WORK TO BE COMPLETED
The tail of the records, from the line containing "assert_eq!(once.plan, twice.plan);" through the final line, should be printed exactly and on its own.

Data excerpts
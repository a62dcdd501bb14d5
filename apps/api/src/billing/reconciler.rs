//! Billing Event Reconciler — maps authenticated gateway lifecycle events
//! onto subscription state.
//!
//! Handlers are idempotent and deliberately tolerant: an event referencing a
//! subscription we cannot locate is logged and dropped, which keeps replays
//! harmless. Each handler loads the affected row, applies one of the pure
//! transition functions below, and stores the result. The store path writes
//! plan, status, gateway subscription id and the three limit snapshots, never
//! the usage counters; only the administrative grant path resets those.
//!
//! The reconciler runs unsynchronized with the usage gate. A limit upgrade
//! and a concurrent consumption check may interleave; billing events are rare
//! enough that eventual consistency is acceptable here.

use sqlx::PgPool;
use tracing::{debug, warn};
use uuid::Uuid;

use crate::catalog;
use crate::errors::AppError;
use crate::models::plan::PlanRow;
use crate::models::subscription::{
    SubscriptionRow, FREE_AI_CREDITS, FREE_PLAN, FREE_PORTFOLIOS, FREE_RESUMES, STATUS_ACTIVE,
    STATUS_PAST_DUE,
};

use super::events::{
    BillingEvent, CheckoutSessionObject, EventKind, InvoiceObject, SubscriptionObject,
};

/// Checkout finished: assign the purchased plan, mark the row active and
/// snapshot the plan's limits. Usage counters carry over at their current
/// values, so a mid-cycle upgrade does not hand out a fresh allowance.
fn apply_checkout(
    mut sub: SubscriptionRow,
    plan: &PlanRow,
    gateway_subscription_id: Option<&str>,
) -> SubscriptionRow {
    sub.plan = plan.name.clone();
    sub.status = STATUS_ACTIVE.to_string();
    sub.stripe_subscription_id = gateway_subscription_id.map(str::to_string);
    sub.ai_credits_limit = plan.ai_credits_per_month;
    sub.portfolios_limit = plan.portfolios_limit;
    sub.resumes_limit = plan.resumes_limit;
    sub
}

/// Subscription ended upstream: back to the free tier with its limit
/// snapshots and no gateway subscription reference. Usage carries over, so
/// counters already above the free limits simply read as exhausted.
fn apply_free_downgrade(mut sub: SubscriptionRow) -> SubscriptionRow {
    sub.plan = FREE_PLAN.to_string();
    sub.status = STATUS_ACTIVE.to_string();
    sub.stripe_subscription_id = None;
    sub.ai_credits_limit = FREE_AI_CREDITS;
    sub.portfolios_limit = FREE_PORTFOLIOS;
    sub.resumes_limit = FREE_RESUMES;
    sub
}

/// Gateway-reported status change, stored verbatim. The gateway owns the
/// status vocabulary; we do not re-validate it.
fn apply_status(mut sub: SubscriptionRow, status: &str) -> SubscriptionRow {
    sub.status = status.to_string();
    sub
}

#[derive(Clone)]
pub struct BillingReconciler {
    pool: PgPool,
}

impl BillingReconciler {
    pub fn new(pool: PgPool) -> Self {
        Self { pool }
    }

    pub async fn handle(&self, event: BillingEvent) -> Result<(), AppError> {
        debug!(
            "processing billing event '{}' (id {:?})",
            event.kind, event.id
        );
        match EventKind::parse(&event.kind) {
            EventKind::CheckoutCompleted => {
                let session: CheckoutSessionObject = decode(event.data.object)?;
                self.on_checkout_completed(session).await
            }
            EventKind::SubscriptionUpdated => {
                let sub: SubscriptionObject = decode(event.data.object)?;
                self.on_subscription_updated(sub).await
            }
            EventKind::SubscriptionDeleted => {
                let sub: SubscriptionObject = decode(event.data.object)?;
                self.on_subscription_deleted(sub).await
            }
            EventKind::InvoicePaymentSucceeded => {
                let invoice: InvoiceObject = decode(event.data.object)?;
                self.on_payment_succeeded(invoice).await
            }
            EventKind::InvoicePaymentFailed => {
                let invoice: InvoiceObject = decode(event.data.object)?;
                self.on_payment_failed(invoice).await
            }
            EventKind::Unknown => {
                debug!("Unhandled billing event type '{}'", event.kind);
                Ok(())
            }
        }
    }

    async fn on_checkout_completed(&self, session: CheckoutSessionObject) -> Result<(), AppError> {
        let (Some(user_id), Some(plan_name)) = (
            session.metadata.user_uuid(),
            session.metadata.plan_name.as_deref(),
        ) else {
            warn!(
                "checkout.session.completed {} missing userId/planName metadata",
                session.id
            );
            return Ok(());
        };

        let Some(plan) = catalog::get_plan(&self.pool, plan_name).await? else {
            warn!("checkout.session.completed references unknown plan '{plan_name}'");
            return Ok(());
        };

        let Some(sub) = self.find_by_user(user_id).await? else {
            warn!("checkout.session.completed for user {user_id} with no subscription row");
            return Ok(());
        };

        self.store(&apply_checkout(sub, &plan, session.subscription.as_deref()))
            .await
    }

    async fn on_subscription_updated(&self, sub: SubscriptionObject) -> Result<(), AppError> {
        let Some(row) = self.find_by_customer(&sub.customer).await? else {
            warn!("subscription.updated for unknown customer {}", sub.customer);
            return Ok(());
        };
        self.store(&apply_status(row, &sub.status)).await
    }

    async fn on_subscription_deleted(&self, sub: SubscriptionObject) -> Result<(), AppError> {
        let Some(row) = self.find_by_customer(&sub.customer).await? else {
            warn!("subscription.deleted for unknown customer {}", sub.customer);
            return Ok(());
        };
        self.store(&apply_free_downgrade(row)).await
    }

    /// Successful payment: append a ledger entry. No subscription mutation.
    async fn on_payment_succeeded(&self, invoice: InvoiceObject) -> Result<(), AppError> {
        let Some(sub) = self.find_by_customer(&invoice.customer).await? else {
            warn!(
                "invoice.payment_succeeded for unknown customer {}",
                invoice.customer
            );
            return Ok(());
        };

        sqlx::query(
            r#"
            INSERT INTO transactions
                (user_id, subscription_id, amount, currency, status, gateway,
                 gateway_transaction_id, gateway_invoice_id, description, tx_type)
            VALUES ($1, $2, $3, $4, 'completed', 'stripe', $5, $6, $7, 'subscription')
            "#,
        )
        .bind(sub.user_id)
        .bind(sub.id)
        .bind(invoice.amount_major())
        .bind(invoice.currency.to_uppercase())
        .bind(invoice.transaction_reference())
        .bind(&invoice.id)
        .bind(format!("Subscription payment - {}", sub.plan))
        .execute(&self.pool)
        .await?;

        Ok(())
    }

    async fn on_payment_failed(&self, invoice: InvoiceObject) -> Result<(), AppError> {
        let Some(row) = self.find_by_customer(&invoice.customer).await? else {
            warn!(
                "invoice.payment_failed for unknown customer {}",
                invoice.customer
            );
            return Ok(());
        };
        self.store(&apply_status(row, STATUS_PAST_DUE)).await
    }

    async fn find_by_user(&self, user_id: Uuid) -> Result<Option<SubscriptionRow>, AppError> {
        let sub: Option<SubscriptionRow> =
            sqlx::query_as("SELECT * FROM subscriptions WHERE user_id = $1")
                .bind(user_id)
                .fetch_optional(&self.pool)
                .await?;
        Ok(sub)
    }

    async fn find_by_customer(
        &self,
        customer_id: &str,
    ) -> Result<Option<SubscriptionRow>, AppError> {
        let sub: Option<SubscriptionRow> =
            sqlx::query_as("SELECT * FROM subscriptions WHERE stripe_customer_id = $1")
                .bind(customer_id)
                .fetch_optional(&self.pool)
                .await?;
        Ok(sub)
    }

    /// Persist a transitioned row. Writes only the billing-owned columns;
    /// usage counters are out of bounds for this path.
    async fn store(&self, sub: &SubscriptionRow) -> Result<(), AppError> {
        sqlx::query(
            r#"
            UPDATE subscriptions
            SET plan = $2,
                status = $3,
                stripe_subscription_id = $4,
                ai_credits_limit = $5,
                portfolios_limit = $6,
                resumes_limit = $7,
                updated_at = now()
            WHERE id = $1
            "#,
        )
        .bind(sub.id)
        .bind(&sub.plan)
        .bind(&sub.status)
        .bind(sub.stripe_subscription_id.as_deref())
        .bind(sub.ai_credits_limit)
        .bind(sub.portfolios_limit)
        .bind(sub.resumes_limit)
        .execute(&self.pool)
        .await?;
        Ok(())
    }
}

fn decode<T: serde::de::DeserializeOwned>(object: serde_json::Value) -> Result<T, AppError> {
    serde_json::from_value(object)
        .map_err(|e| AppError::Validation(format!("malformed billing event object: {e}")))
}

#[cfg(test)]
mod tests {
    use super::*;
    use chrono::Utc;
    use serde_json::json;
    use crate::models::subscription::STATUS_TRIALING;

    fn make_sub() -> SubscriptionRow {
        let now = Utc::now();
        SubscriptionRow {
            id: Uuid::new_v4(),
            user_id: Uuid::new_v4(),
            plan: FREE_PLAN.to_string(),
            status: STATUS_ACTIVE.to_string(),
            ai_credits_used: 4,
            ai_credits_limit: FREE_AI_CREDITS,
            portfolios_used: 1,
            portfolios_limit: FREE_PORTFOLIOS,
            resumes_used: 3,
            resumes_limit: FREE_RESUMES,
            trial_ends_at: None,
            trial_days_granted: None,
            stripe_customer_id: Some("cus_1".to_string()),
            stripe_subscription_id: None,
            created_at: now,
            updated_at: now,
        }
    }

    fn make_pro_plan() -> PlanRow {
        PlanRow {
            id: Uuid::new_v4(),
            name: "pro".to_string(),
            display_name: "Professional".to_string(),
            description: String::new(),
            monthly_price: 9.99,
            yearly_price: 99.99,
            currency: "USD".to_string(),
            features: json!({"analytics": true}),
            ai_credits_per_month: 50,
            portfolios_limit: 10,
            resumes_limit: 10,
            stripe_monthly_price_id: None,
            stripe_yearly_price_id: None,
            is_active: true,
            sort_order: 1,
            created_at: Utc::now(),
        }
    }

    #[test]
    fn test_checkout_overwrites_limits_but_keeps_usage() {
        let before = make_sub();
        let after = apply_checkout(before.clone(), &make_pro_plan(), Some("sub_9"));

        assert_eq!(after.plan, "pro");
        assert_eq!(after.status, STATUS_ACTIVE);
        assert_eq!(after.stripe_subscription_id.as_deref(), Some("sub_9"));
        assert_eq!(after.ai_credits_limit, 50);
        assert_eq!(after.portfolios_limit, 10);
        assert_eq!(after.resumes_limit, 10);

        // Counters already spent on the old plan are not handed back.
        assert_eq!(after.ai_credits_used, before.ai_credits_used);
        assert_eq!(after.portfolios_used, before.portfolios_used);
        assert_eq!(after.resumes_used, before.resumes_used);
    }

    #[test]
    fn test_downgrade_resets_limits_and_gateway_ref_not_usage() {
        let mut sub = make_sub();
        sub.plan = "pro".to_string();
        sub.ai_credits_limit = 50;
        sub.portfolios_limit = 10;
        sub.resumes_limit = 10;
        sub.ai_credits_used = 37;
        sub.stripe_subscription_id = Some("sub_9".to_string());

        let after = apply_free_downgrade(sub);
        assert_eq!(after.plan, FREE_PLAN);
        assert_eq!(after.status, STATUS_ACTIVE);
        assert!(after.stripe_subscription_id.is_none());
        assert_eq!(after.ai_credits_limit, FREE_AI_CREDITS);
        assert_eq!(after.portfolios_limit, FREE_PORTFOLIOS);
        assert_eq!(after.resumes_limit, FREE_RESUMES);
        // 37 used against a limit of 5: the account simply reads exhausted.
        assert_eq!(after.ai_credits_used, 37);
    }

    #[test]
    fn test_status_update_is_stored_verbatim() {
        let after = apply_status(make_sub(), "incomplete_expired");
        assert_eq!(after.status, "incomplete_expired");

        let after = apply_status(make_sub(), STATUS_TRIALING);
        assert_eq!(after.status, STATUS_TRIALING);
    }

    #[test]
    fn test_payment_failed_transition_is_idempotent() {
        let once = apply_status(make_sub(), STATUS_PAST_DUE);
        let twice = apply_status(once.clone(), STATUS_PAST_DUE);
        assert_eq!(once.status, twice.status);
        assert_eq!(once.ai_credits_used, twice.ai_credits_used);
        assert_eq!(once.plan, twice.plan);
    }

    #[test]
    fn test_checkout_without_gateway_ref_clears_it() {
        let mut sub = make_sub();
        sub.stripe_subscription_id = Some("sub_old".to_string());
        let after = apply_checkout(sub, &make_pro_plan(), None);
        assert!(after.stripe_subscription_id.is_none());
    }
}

EXPECTED OUTPUT
        assert_eq!(once.plan, twice.plan);
    }

    #[test]
    fn test_checkout_without_gateway_ref_clears_it() {
        let mut sub = make_sub();
        sub.stripe_subscription_id = Some("sub_old".to_string());
        let after = apply_checkout(sub, &make_pro_plan(), None);
        assert!(after.stripe_subscription_id.is_none());
    }
}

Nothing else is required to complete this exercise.